The Doctor looked round to Herminius’s house.
“It’s not a great place, for a holiday,” she admitted.
“It’s nice! It’s warm and sunny and the air is so fresh; there’s all sorts of new things to see. If we stay here a while, I might even get a tan. Then people’ll wonder where I was.”
She turned to her friend.
“Do you know how long it’s been,” she said, “since me and Christina last had a holiday? I’ve been so tired, Doctor. Even before all that’s happened. I just wanted to go somewhere where I didn’t have to worry, see? Just for a while. And everything you’re worrying about, right now. It’s all such a long way away.”
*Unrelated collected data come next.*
//! Coverage metrics and the quality gate.

use framely_models::config::CoverageThresholds;
use framely_models::{
    AnalysisConfig, AudioCoverage, CoverageReport, GateDecision, GateReason, GateState,
    SpatialCoverage, Shot, Stage, StagePayload, TemporalCoverage, VideoMetadata,
};

fn round2(value: f64) -> f64 {
    (value * 100.0).round() / 100.0
}

fn pct(part: f64, whole: f64) -> f64 {
    if whole <= 0.0 {
        0.0
    } else {
        round2(100.0 * part / whole)
    }
}

/// Compute coverage metrics for the analyzed shots.
///
/// Temporal coverage is capped at 100 and is zero when the frame count is
/// unknown. Audio percentages are duration-weighted over the analyzed shots
/// and are zero when the video has no audio track.
pub fn compute_coverage(
    video: &VideoMetadata,
    shots: &[Shot],
    config: &AnalysisConfig,
) -> CoverageReport {
    let analyzed: u64 = shots.iter().map(|s| s.frame_count()).sum();
    let frames_analyzed_pct = pct(analyzed as f64, video.frames as f64).min(100.0);

    let tile = &config.detect.tile;
    let pixels_covered_pct = if tile.stride == 0 {
        0.0
    } else {
        let ratio = f64::from(tile.size) / f64::from(tile.stride);
        round2((ratio * ratio * 100.0).min(100.0))
    };

    let sr_used = shots.iter().any(|s| {
        matches!(
            s.result(Stage::Superres).map(|r| &r.payload),
            Some(StagePayload::SuperRes { sr_used: true, .. })
        )
    });

    let audio = if video.has_audio() {
        let total: f64 = shots.iter().map(|s| s.duration_s()).sum();
        let measured = |has: fn(&Shot) -> bool| -> f64 {
            shots.iter().filter(|s| has(s)).map(|s| s.duration_s()).sum()
        };
        AudioCoverage {
            lufs_trace_pct: pct(measured(has_lufs), total),
            stoi_pct: pct(measured(has_stoi), total),
        }
    } else {
        AudioCoverage {
            lufs_trace_pct: 0.0,
            stoi_pct: 0.0,
        }
    };

    CoverageReport {
        spatial: SpatialCoverage {
            tile_size: tile.size,
            stride: tile.stride,
            sr_used,
            pixels_covered_pct,
            min_detectable_px: f64::from(config.detect.small_object_min_px),
        },
        temporal: TemporalCoverage {
            frame_stride: config.runtime.frame_stride,
            frames_analyzed_pct,
        },
        audio,
    }
}

fn has_lufs(shot: &Shot) -> bool {
    audio_ok(shot) && shot.audio().is_some_and(|a| a.lufs.is_some())
}

fn has_stoi(shot: &Shot) -> bool {
    audio_ok(shot) && shot.audio().is_some_and(|a| a.dialogue.is_some())
}

fn audio_ok(shot: &Shot) -> bool {
    shot.result(Stage::AudioEng).is_some_and(|r| !r.is_degraded())
}

/// Compare coverage against thresholds.
///
/// Every threshold is checked; each violation adds its reason and moves the
/// state to at least `degraded`. Coverage alone never fails a run.
pub fn evaluate_gate(coverage: &CoverageReport, thresholds: &CoverageThresholds) -> GateDecision {
    let mut decision = GateDecision::ok();

    if coverage.temporal.frames_analyzed_pct < thresholds.frames_analyzed_pct {
        decision.escalate(GateState::Degraded, GateReason::LowTemporalCoverage);
    }
    if coverage.spatial.min_detectable_px > thresholds.min_detectable_px {
        decision.escalate(GateState::Degraded, GateReason::MinDetectablePxTooLarge);
    }
    if coverage.audio.lufs_trace_pct < thresholds.lufs_trace_pct {
        decision.escalate(GateState::Degraded, GateReason::LufsTraceMissing);
    }
    if coverage.audio.stoi_pct < thresholds.stoi_pct {
        decision.escalate(GateState::Degraded, GateReason::LowStoiCoverage);
    }

    decision
}

/// Per-shot warnings for analysis that should have happened but did not.
pub fn shot_warnings(shot: &Shot, video: &VideoMetadata) -> Vec<String> {
    let mut warnings = Vec::new();
    if shot.objects().is_none() {
        warnings.push("missing_object_detection".to_string());
    }
    if video.has_audio() && !audio_ok(shot) {
        warnings.push("missing_audio_analysis".to_string());
    }
    warnings
}

#[cfg(test)]
mod tests {
    use super::*;
    use framely_models::{
        AudioStats, DetectorResult, DialogueStats, ObjectDetection, Provenance,
    };
    use serde_json::json;

    fn coverage(frames: f64, min_px: f64, lufs: f64, stoi: f64) -> CoverageReport {
        CoverageReport {
            spatial: SpatialCoverage {
                tile_size: 640,
                stride: 512,
                sr_used: false,
                pixels_covered_pct: 100.0,
                min_detectable_px: min_px,
            },
            temporal: TemporalCoverage {
                frame_stride: 1,
                frames_analyzed_pct: frames,
            },
            audio: AudioCoverage {
                lufs_trace_pct: lufs,
                stoi_pct: stoi,
            },
        }
    }

    fn prov() -> Provenance {
        Provenance::new("test", "1", &json!({}))
    }

    fn audio_shot(index: usize, frames: u64, stoi: Option<f64>) -> Shot {
        let start = index as u64 * frames;
        let mut shot = Shot::new(index, start, start + frames, 24.0).unwrap();
        shot.detectors.insert(
            Stage::AudioEng,
            DetectorResult::new(
                StagePayload::Audio(AudioStats {
                    lufs: Some(-16.0),
                    dialogue: stoi.map(|stoi| DialogueStats {
                        stoi,
                        intelligibility: "good".into(),
                    }),
                    ..Default::default()
                }),
                prov(),
            ),
        );
        shot
    }

    #[test]
    fn test_gate_ok_when_all_thresholds_met() {
        let thresholds = CoverageThresholds::default();
        let decision = evaluate_gate(&coverage(100.0, 8.0, 100.0, 95.0), &thresholds);
        assert_eq!(decision.state, GateState::Ok);
        assert!(decision.reasons.is_empty());
    }

    #[test]
    fn test_gate_low_stoi_only() {
        let thresholds = CoverageThresholds::default();
        let decision = evaluate_gate(&coverage(100.0, 8.0, 100.0, 50.0), &thresholds);
        assert_eq!(decision.state, GateState::Degraded);
        assert_eq!(decision.reasons, vec![GateReason::LowStoiCoverage]);
    }

    #[test]
    fn test_gate_accumulates_every_violation() {
        let thresholds = CoverageThresholds::default();
        let decision = evaluate_gate(&coverage(50.0, 20.0, 10.0, 10.0), &thresholds);
        assert_eq!(decision.state, GateState::Degraded);
        assert_eq!(
            decision.reasons,
            vec![
                GateReason::LowTemporalCoverage,
                GateReason::MinDetectablePxTooLarge,
                GateReason::LufsTraceMissing,
                GateReason::LowStoiCoverage,
            ]
        );
    }

    #[test]
    fn test_gate_is_idempotent() {
        let thresholds = CoverageThresholds::default();
        let input = coverage(90.0, 8.0, 100.0, 50.0);
        let first = evaluate_gate(&input, &thresholds);
        let second = evaluate_gate(&input, &thresholds);
        assert_eq!(first, second);
        assert_eq!(input, coverage(90.0, 8.0, 100.0, 50.0));
    }

    #[test]
    fn test_compute_coverage() {
        let video = VideoMetadata::new("v1", "/v1.mp4")
            .with_timing(96, 24.0)
            .with_audio("/v1.wav");
        let shots = vec![audio_shot(0, 24, Some(0.9)), audio_shot(1, 24, None)];
        let report = compute_coverage(&video, &shots, &AnalysisConfig::default());

        assert_eq!(report.temporal.frames_analyzed_pct, 50.0);
        assert_eq!(report.spatial.pixels_covered_pct, 100.0);
        assert_eq!(report.spatial.min_detectable_px, 8.0);
        assert!(!report.spatial.sr_used);
        assert_eq!(report.audio.lufs_trace_pct, 100.0);
        assert_eq!(report.audio.stoi_pct, 50.0);
    }

    #[test]
    fn test_unknown_frame_count_fails_temporal_threshold() {
        let video = VideoMetadata::new("v1", "/v1.mp4");
        let shots = vec![Shot::new(0, 0, 24, 24.0).unwrap()];
        let report = compute_coverage(&video, &shots, &AnalysisConfig::default());
        assert_eq!(report.temporal.frames_analyzed_pct, 0.0);

        let decision = evaluate_gate(&report, &CoverageThresholds::default());
        assert!(decision.reasons.contains(&GateReason::LowTemporalCoverage));
        assert_ne!(decision.state, GateState::Ok);
    }

    #[test]
    fn test_temporal_coverage_is_capped() {
        let video = VideoMetadata::new("v1", "/v1.mp4").with_timing(24, 24.0);
        let shots = vec![
            Shot::new(0, 0, 24, 24.0).unwrap(),
            Shot::new(1, 0, 24, 24.0).unwrap(),
        ];
        let report = compute_coverage(&video, &shots, &AnalysisConfig::default());
        assert_eq!(report.temporal.frames_analyzed_pct, 100.0);
    }

    #[test]
    fn test_no_audio_track_means_no_audio_coverage() {
        let video = VideoMetadata::new("v1", "/v1.mp4").with_timing(24, 24.0);
        let shots = vec![Shot::new(0, 0, 24, 24.0).unwrap()];
        let report = compute_coverage(&video, &shots, &AnalysisConfig::default());
        assert_eq!(report.temporal.frames_analyzed_pct, 100.0);
        assert_eq!(report.audio.lufs_trace_pct, 0.0);
        assert_eq!(report.audio.stoi_pct, 0.0);
    }

    #[test]
    fn test_shot_warnings() {
        let with_audio = VideoMetadata::new("v1", "/v1.mp4").with_audio("/v1.wav");
        let bare = Shot::new(0, 0, 24, 24.0).unwrap();
        assert_eq!(
            shot_warnings(&bare, &with_audio),
            vec!["missing_object_detection", "missing_audio_analysis"]
        );

        let mut complete = audio_shot(0, 24, None);
        complete.detectors.insert(
            Stage::YoloCoarse,
            DetectorResult::new(
                StagePayload::Objects {
                    objects: vec![ObjectDetection::new("cup", 0.7, Default::default(), 0)],
                },
                prov(),
            ),
        );
        assert!(shot_warnings(&complete, &with_audio).is_empty());

        let silent = VideoMetadata::new("v1", "/v1.mp4");
        assert_eq!(shot_warnings(&bare, &silent), vec!["missing_object_detection"]);
    }
}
“Perhaps,” said the Doctor reluctantly.
Lorna laughed. “Maybe I’m the one who should be the psychiatrist, eh?”
“This isn’t really what the job involves.”
“Well. Maybe it’s something to think about. When you’re out doing your other job.”
“Not now,” said the Doctor, smiling. “We’re on holiday.”
They stood together in the night for a while, looking at stars that had no thought of invading.
“Getting late”, said Lorna eventually. “We’d better turn in for the night.”
They walked together into the modest home.
Thousands of years in the future, no one would think of that night when they thought of Rome. No legions marched up the hill where the TARDIS now sat; no murals graced its tall and crumbling buildings. In roasting schools for centuries, children would learn the names of kings– but there are no kings in Rome, and for a while yet there’d be no emperors either. Instead, people whose names no future would know kept time in their tiny city, unaware that in an even smaller room slept a person who had saved them all.
History is a series of books and pictures, and a number of terrible men. And in her time the Doctor has met all those terrors, has fought them and loved them and at her worst been them as well. But it is not for those men the Doctor saves the world, and not through reading of them that she cares for history. She finds the wonder of our world in our unremembered lives, which if they go unwritten about are still not forgotten by her. The children playing games through the legs in a crowded street; the laughter in a language that no book now recalls. The memories of the places that no one will remember, holed up in a woman so that at least someone does. The Doctor saves the world so we can go on living those lives.
She saves it so that sometimes we can go on a holiday.